YOUR TASK
Set down all of the lines below exactly as they are given.
--- MATERIAL FOR THE TASK Enclosed Below ---
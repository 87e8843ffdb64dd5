use anyhow::{Context, Result};
use serde::Deserialize;
use std::path::{Path, PathBuf};

pub const DEFAULT_HOST: &str = "imap.gmail.com";
pub const DEFAULT_TIMEOUT_SECS: u64 = 30;

#[derive(Debug, Default, Deserialize)]
#[serde(deny_unknown_fields)]
pub struct Config {
    pub host: Option<String>,
    pub port: Option<u16>,
    pub tls: Option<bool>,
    pub user: Option<String>,
    /// Per-command socket timeout, in seconds.
    pub timeout: Option<u64>,
    /// Sessions used for the folder pass.
    pub jobs: Option<usize>,
}

impl Config {
    pub fn load(path: Option<&Path>) -> Result<Self> {
        let path = match path {
            Some(p) => {
                // Explicit path must exist
                let content = std::fs::read_to_string(p)
                    .with_context(|| format!("Failed to read config file: {}", p.display()))?;
                return toml::from_str(&content)
                    .with_context(|| format!("Failed to parse config file: {}", p.display()));
            }
            None => match Self::default_path() {
                Some(p) if p.exists() => p,
                _ => return Ok(Self::default()),
            },
        };

        let content = std::fs::read_to_string(&path)
            .with_context(|| format!("Failed to read config file: {}", path.display()))?;
        toml::from_str(&content)
            .with_context(|| format!("Failed to parse config file: {}", path.display()))
    }

    pub fn default_path() -> Option<PathBuf> {
        dirs::config_dir().map(|d| d.join("mailstat").join("config.toml"))
    }
}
--- End of Enclosed MATERIAL FOR THE TASK ---
EXPECTED ANSWER
repository 87e8843ffdb64dd5
use anyhow::{Context, Result};
use serde::Deserialize;
use std::path::{Path, PathBuf};

pub const DEFAULT_HOST: &str = "imap.gmail.com";
pub const DEFAULT_TIMEOUT_SECS: u64 = 30;

#[derive(Debug, Default, Deserialize)]
#[serde(deny_unknown_fields)]
pub struct Config {
    pub host: Option<String>,
    pub port: Option<u16>,
    pub tls: Option<bool>,
    pub user: Option<String>,
    /// Per-command socket timeout, in seconds.
    pub timeout: Option<u64>,
    /// Sessions used for the folder pass.
    pub jobs: Option<usize>,
}

impl Config {
    pub fn load(path: Option<&Path>) -> Result<Self> {
        let path = match path {
            Some(p) => {
                // Explicit path must exist
                let content = std::fs::read_to_string(p)
                    .with_context(|| format!("Failed to read config file: {}", p.display()))?;
                return toml::from_str(&content)
                    .with_context(|| format!("Failed to parse config file: {}", p.display()));
            }
            None => match Self::default_path() {
                Some(p) if p.exists() => p,
                _ => return Ok(Self::default()),
            },
        };

        let content = std::fs::read_to_string(&path)
            .with_context(|| format!("Failed to read config file: {}", path.display()))?;
        toml::from_str(&content)
            .with_context(|| format!("Failed to parse config file: {}", path.display()))
    }

    pub fn default_path() -> Option<PathBuf> {
        dirs::config_dir().map(|d| d.join("mailstat").join("config.toml"))
    }
}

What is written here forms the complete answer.